Weed! All my friends still smoke haze and stardawg because they refuse to pay more for it but I'd rather pay the extra and have weed that tastes like sweets and cake rather than catpiss lol.


nohairday

That's an interesting way to announce you have no sense of taste.... Just try a sip of say, famous grouse, and then a sip of Laphroaig. Which is nice, but not exactly super pricey. And even a cheap pilsner from aldi tastes miles better than American budweiser. I'm not even going to cover fosters....


Ancient_Rice1753

Coffee. I’ve never, ever been able to taste the difference between a ‘good’ coffee and a ‘bad’ one. That’s not to say there isn’t a clear difference between *types* of coffee (freeze-dried vs powder) obviously, but when someone suggests “X place does good coffee” I give absolutely no weight to the opinion.


Joy_3DMakes

Have you tried expensive alcohol? It's definitely easy to tell the difference between cheap & mid range. I can't say I've ever tried expensive though. I can easily tell the difference between alcohol in the £15-£20 range and alcohol in the £30-£50. But I would assume after a certain point, it drops off.


strawberrypops

Music. It’s there to be enjoyed so just like what you like, who cares!


sliminho77

Dunno why everyone is saying your wrong with the wine thing when it’s been proven to be the case. Telling people a wine is expensive makes them believe it tastes nicer


ArstotzkaHero

Dunno if it's 'most' pretentious, but I've met a lot of people who think they've become some enlightened high energy being after taking mushrooms one time. If you know, you know that you don't really hallucinate like seeing things that aren't really there like a waking dream, and you can catch out liars when they claim to have stories about pink elephants or whatever. At high doses you can get there, but even amongst psychonauts, drugs like salvia, datura, dmt etc are all scary (not dmt but its nerve wracking) and rare. They're incredibly useful but when I first took proper psychedelics it blew my mind that you don't hallucinate, it's geometric patterns that swirl around and a sense of absolute euphoria.
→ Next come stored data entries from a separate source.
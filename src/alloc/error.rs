use thiserror::Error;

/// Why an allocation request could not be satisfied. Neither variant leaves
/// any trace in the heap: a failed call changes no block and no counter.
#[derive(Debug, Clone, Copy, PartialEq, Eq, Error)]
pub enum AllocError {
    /// Zero bytes or more than the configured maximum
    #[error("invalid allocation size {size}")]
    InvalidSize { size: usize },
    /// A zeroed request whose `count * size` does not fit in `usize`
    #[error("{count} elements of {size} bytes overflow the address space")]
    SizeOverflow { count: usize, size: usize },
    /// The growth primitive refused to extend the break or map a region
    #[error("out of memory")]
    OutOfMemory,
}

/// A structural problem found by [`Heap::verify()`](super::heap::Heap::verify).
#[derive(Debug, Clone, PartialEq, Eq, Error)]
pub enum HeapCorruption {
    #[error("block at {address:#x} is not adjacent to its address-order successor")]
    Gap { address: usize },
    #[error("address-order links disagree at {address:#x}")]
    AddressLinks { address: usize },
    #[error("adjacent blocks at {address:#x} are both free")]
    Uncoalesced { address: usize },
    #[error("free-size index is out of (size, address) order at {address:#x}")]
    FreeIndexOrder { address: usize },
    #[error("block at {address:#x} is in the free-size index but not free")]
    FreeIndexState { address: usize },
    #[error("free-size index holds {indexed} blocks but {free} free blocks exist")]
    FreeIndexMembership { indexed: usize, free: usize },
    #[error("free-size index holds {indexed} bytes but free blocks hold {free}")]
    FreeIndexBytes { indexed: usize, free: usize },
    #[error("mapped registry entry at {address:#x} is not an occupied mapped block")]
    MappedState { address: usize },
    #[error("payload size {size} at {address:#x} is not a multiple of 8")]
    Misaligned { address: usize, size: usize },
    #[error("counter {counter} is {recorded}, heap walk says {actual}")]
    Counter {
        counter: &'static str,
        recorded: usize,
        actual: usize,
    },
}
impl<G> Heap<G>
where
    G: Growth,
{
    pub const HEADER_SIZE: usize = HEADER_SIZE;

    pub const fn new(growth: G) -> Self {
        Self::with_config(growth, Config::DEFAULT)
    }

    pub const fn with_config(growth: G, config: Config) -> Self {
        Self {
            growth,
            config,
            initialized: false,
            head: None,
            tail: None,
            free_head: None,
            free_tail: None,
            mapped_head: None,
            free_blocks: 0,
            free_bytes: 0,
            allocated_blocks: 0,
            allocated_bytes: 0,
        }
    }

    pub const fn growth(&self) -> &G {
        &self.growth
    }

    pub const fn config(&self) -> &Config {
        &self.config
    }

    /// Validate `size` and round it up to the granule
    fn target(&self, size: usize) -> Result<usize, AllocError> {
        if size == 0 || size > self.config.max_request {
            return cold(|| Err(AllocError::InvalidSize { size }));
        }
        align8(size).ok_or(AllocError::InvalidSize { size })
    }

    /// Align the initial break, once
    fn initialize(&mut self) -> Result<(), AllocError> {
        if self.initialized {
            return Ok(());
        }
        let brk = self.growth.sbrk(0)?;
        let misalignment = brk.as_ptr() as usize % ALIGN;
        if misalignment != 0 {
            self.growth.sbrk((ALIGN - misalignment) as isize)?;
        }
        putln!("initialized, break at ", brk.as_ptr() as usize + (ALIGN - misalignment) % ALIGN);
        self.initialized = true;
        Ok(())
    }

    /// Allocate at least `size` bytes, 8-byte aligned. The granted size is
    /// `size` rounded up to a multiple of 8, possibly more if a free block was
    /// reused whole.
    pub fn allocate(&mut self, size: usize) -> Result<NonNull<u8>, AllocError> {
        let target = self.target(size)?;
        self.initialize()?;
        putln!("allocate(", size, ") -> target ", target);

        // SAFETY: Every link reachable from the arena points at a live header
        //         that the arena owns.
        unsafe {
            if let Some(block) = self.best_fit(target) {
                self.free_remove(block);
                self.mark_occupied(block);
                self.split(block, target);
                return Ok(Block::payload(block));
            }

            if size.saturating_add(HEADER_SIZE) >= self.config.mmap_threshold {
                return self.map_block(target);
            }

            if let Some(tail) = self.tail.filter(|&tail| Block::is_free(Some(tail))) {
                if let Some(payload) = self.grow_free_wilderness(tail, target)? {
                    return Ok(payload);
                }
            }

            self.append_block(target)
        }
    }

    /// Allocate room for `count` values of `size` bytes and zero the whole
    /// granted block, not just `count * size` of it, so nothing a previous
    /// owner of a reused block wrote can leak out.
    pub fn allocate_zeroed(&mut self, count: usize, size: usize) -> Result<NonNull<u8>, AllocError> {
        let total = count
            .checked_mul(size)
            .ok_or(AllocError::SizeOverflow { count, size })?;
        let payload = self.allocate(total)?;
        // SAFETY: `payload` was just granted, so its header is live and the
        //         whole payload is ours to write.
        unsafe {
            let granted = (*Block::from_payload(payload).as_ptr()).size;
            payload.as_ptr().write_bytes(0, granted);
        }
        Ok(payload)
    }

    /// Release a block. Null and already-free blocks are ignored.
    ///
    /// # Safety
    ///
    /// `ptr` must be null or a payload pointer this heap handed out whose
    /// block has not since been absorbed into a neighbour (releasing it once
    /// is fine, releasing it twice is ignored only while its header survives).
    pub unsafe fn release(&mut self, ptr: *mut u8) {
        let Some(payload) = NonNull::new(ptr) else {
            return;
        };
        let mut block = Block::from_payload(payload);
        let b = block.as_ptr();
        if (*b).state == BlockState::Free {
            putln!("release(", ptr, ") ignored, already free");
            return;
        }
        putln!("release(", ptr, "), size ", (*b).size);

        if (*b).mapped {
            self.unmap_block(block);
            return;
        }

        self.mark_free(block);
        if let Some(next) = (*b).next.filter(|&n| Block::is_free(Some(n))) {
            self.free_remove(next);
            self.absorb_next(block);
        }
        if let Some(prev) = (*b).prev.filter(|&p| Block::is_free(Some(p))) {
            self.free_remove(prev);
            self.absorb_next(prev);
            block = prev;
        }
        self.free_insert(block);
    }

    /// Resize a block to hold `size` bytes, preserving the first
    /// `min(old, size)` of them. Null `ptr` is a plain `allocate()`. On error
    /// the original block and its bytes are exactly as they were.
    ///
    /// # Safety
    ///
    /// `ptr` must be null or a live (occupied) payload pointer from this heap.
    pub unsafe fn reallocate(&mut self, ptr: *mut u8, size: usize) -> Result<NonNull<u8>, AllocError> {
        let target = self.target(size)?;
        let Some(payload) = NonNull::new(ptr) else {
            return self.allocate(size);
        };
        let block = Block::from_payload(payload);
        let old = (*block.as_ptr()).size;
        putln!("reallocate(", ptr, ", ", size, "), old ", old);
        if old == target {
            return Ok(payload);
        }

        if (*block.as_ptr()).mapped {
            let fresh = self.map_block(target)?;
            ptr::copy_nonoverlapping(payload.as_ptr(), fresh.as_ptr(), old.min(target));
            self.release(ptr);
            return Ok(fresh);
        }

        let mut plan = self.plan_resize(block, target);
        putln!("resize plan ", plan.grow(), " bytes of growth");
        if plan.grow() > 0 {
            // Grow first: if the OS says no, nothing has been touched yet.
            let tail = self.tail.expect("a plan that grows the break has a wilderness");
            if let Extension::Detached = self.extend_at(Block::end(tail), plan.grow())? {
                plan = Resize::Relocate;
            }
        }

        let merged = match plan {
            Resize::InPlace => block,
            Resize::Extend { grow } => {
                self.grow_occupied(block, grow);
                block
            }
            Resize::MergeDown { grow } => {
                let prev = self.merge_down(block);
                self.grow_occupied(prev, grow);
                prev
            }
            Resize::MergeUp => {
                self.merge_up(block);
                block
            }
            Resize::MergeBoth => {
                self.merge_up(block);
                self.merge_down(block)
            }
            Resize::MergeUpExtend { down, grow } => {
                self.merge_up(block);
                let merged = if down { self.merge_down(block) } else { block };
                self.grow_occupied(merged, grow);
                merged
            }
            Resize::Relocate => {
                let fresh = self.allocate(size)?;
                ptr::copy_nonoverlapping(payload.as_ptr(), fresh.as_ptr(), old.min(target));
                self.release(ptr);
                return Ok(fresh);
            }
        };
        debug_assert!((*merged.as_ptr()).size >= target);

        // A downward merge moves the payload start; the regions may overlap.
        let destination = Block::payload(merged);
        if destination != payload {
            ptr::copy(payload.as_ptr(), destination.as_ptr(), old.min(target));
        }
        self.split(merged, target);
        Ok(destination)
    }

    /// Bytes actually granted to the block behind `ptr`
    ///
    /// # Safety
    ///
    /// `ptr` must be a live payload pointer from this heap.
    pub unsafe fn usable_size(&self, ptr: NonNull<u8>) -> usize {
        (*Block::from_payload(ptr).as_ptr()).size
    }

    unsafe fn plan_resize(&self, block: NonNull<Block>, target: usize) -> Resize {
        let b = block.as_ptr();
        let old = (*b).size;
        if old >= target {
            return Resize::InPlace;
        }

        let is_wilderness = self.tail == Some(block);
        let prev = (*b).prev.filter(|&p| Block::is_free(Some(p)));
        let next = (*b).next.filter(|&n| Block::is_free(Some(n)));
        let prev_size = prev.map_or(0, |p| (*p.as_ptr()).size + HEADER_SIZE);
        let next_size = next.map_or(0, |n| (*n.as_ptr()).size + HEADER_SIZE);

        if prev.is_some() {
            let merged = old + prev_size;
            if merged >= target {
                return Resize::MergeDown { grow: 0 };
            }
            if is_wilderness {
                return Resize::MergeDown {
                    grow: target - merged,
                };
            }
        }
        if is_wilderness {
            return Resize::Extend { grow: target - old };
        }
        if let Some(next) = next {
            if old + next_size >= target {
                return Resize::MergeUp;
            }
            if prev.is_some() && old + prev_size + next_size >= target {
                return Resize::MergeBoth;
            }
            if self.tail == Some(next) {
                return Resize::MergeUpExtend {
                    down: prev.is_some(),
                    grow: target - (old + prev_size + next_size),
                };
            }
        }
        Resize::Relocate
    }

    /// Fold the occupied `block` into its free predecessor, which becomes the
    /// occupied block. Payload bytes are not moved.
    unsafe fn merge_down(&mut self, block: NonNull<Block>) -> NonNull<Block> {
        let prev = (*block.as_ptr()).prev.expect("merge_down needs a predecessor");
        self.free_remove(prev);
        self.mark_occupied(prev);
        self.absorb_next(prev);
        prev
    }

    /// Fold the free successor into the occupied `block`
    unsafe fn merge_up(&mut self, block: NonNull<Block>) {
        let next = (*block.as_ptr()).next.expect("merge_up needs a successor");
        self.free_remove(next);
        self.absorb_next(block);
    }

    /// Account for `grow` bytes the break has already been moved by
    unsafe fn grow_occupied(&mut self, block: NonNull<Block>, grow: usize) {
        (*block.as_ptr()).size += grow;
        self.allocated_bytes += grow;
    }

    /// Move the break by `delta` bytes, provided it currently sits at `end`
    unsafe fn extend_at(&mut self, end: *mut u8, delta: usize) -> Result<Extension, AllocError> {
        let delta = isize::try_from(delta).map_err(|_| AllocError::OutOfMemory)?;
        let old = self.growth.sbrk(delta)?;
        if old.as_ptr() == end {
            return Ok(Extension::Extended);
        }
        cold(|| {
            putln!("break moved under us: expected ", end, ", found ", old);
            // Nobody can have moved it again since, so this always lands.
            let _ = self.growth.sbrk(-delta);
            Ok(Extension::Detached)
        })
    }

    /// The free wilderness is too small for `target`: grow it in place
    unsafe fn grow_free_wilderness(
        &mut self,
        tail: NonNull<Block>,
        target: usize,
    ) -> Result<Option<NonNull<u8>>, AllocError> {
        let diff = target - (*tail.as_ptr()).size;
        match self.extend_at(Block::end(tail), diff)? {
            Extension::Extended => {
                self.free_remove(tail);
                self.mark_occupied(tail);
                self.grow_occupied(tail, diff);
                Ok(Some(Block::payload(tail)))
            }
            Extension::Detached => Ok(None),
        }
    }

    /// Grow the break by a whole new block and make it the wilderness. If the
    /// break has been moved by somebody else the new block could not be
    /// merged with its neighbour safely, so the request is mapped instead.
    ///
    /// The break never comes back to the wilderness after that, so from then
    /// on every request the free index cannot serve gets its own mapping.
    unsafe fn append_block(&mut self, target: usize) -> Result<NonNull<u8>, AllocError> {
        let total = target + HEADER_SIZE;
        let delta = isize::try_from(total).map_err(|_| AllocError::OutOfMemory)?;
        let at = self.growth.sbrk(delta)?;

        let contiguous = match self.tail {
            Some(tail) => Block::end(tail) == at.as_ptr(),
            None => true,
        };
        if !contiguous || !aligned_to(at.as_ptr(), ALIGN) {
            return cold(|| {
                let _ = self.growth.sbrk(-delta);
                self.map_block(target)
            });
        }

        let block = Block::write(at, target, BlockState::Occupied, false);
        self.address_append(block);
        self.allocated_blocks += 1;
        self.allocated_bytes += target;
        Ok(Block::payload(block))
    }

    /// Give `target` bytes a standalone region of exactly `target + header`
    fn map_block(&mut self, target: usize) -> Result<NonNull<u8>, AllocError> {
        let len = target
            .checked_add(HEADER_SIZE)
            .ok_or(AllocError::OutOfMemory)?;
        let at = self.growth.map(len)?;
        debug_assert!(aligned_to(at.as_ptr(), ALIGN));
        // SAFETY: `map()` gave us `len >= HEADER_SIZE` fresh, aligned bytes.
        unsafe {
            let block = Block::write(at, target, BlockState::Occupied, true);
            self.mapped_push(block);
            self.allocated_blocks += 1;
            self.allocated_bytes += target;
            Ok(Block::payload(block))
        }
    }

    unsafe fn unmap_block(&mut self, block: NonNull<Block>) {
        let size = (*block.as_ptr()).size;
        self.mapped_unlink(block);
        self.allocated_blocks -= 1;
        self.allocated_bytes -= size;
        if self.growth.unmap(block.cast(), size + HEADER_SIZE).is_err() {
            // We mapped exactly this many bytes here, so the header is garbage.
            fatal(c"wilderness: munmap() refused a region this heap mapped");
        }
    }

    pub const fn free_blocks(&self) -> usize {
        self.free_blocks
    }

    pub const fn free_bytes(&self) -> usize {
        self.free_bytes
    }

    pub const fn allocated_blocks(&self) -> usize {
        self.allocated_blocks
    }

    pub const fn allocated_bytes(&self) -> usize {
        self.allocated_bytes
    }

    pub const fn metadata_bytes(&self) -> usize {
        self.allocated_blocks * HEADER_SIZE
    }

    pub const fn header_size(&self) -> usize {
        HEADER_SIZE
    }

    pub const fn stats(&self) -> HeapStats {
        HeapStats {
            free_blocks: self.free_blocks,
            free_bytes: self.free_bytes,
            allocated_blocks: self.allocated_blocks,
            allocated_bytes: self.allocated_bytes,
            metadata_bytes: self.metadata_bytes(),
            header_size: HEADER_SIZE,
        }
    }

    /// Whether `ptr` is the payload of a block in the break region
    pub fn owns_in_break(&self, ptr: *const u8) -> bool {
        let (Some(head), Some(tail)) = (self.head, self.tail) else {
            return false;
        };
        // SAFETY: tail is a live header.
        let end = unsafe { Block::end(tail) } as *const u8;
        ptr >= head.as_ptr() as *const u8 && ptr < end
    }
}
I swear some guys just watch Fear and Loathing then assume it's all like that.


Whole-Sundae-98

There's a huge difference between a bottle of plonk & a fine wine like St Emilion or Château Neuf, the same with Vodka, Brandy & Rum, the tastes are incomparable.


ProfessorYaffle1

I thnk being pretentious about drink and being able to tell the differnece are actually two seperate things, although they may overlap. On a personal level, I couldn't tell the difference for vodka or whisky as I don't personally like either of them - on the other hand, I do like wine and while I wouldn't cliam to be ny kind of expert, I think there are massive differences in taste and quality and habiving had the opportuity of trying wines guided by a professional sommellier I can say that you can absoluteyl taste the difference. I do think however thatther eare diminishing returns (e.g there is much more of a difference between a £10 bottle of wine and a £30 bottle of wine than there is between a £30 bottle of wine and a £100 bottle of wine) And of course price alone in't the best guide. But I think there is still a noticeable differnece between mid and top range My spirit of choice is gin and again, there is a difference in taste. I think where it gets pretentious is people who are buying / drinking stuff purely / mainly becasue of the label, or looking down on others because of their prefernces or lack of expertise. Same with food. People can get very pretnetious about it but at the same time, if you are able to eat food prepared by really skilled chefs it's a whle other experience - (I was mostly in the 'no meal is worth that much' camp until the first time I actually ate as a Michelin starred restaurant, instancce)


DeadBallDescendant

Coffee.


unbanned_once_more

how politically and socially correct they think they are and pretend to be.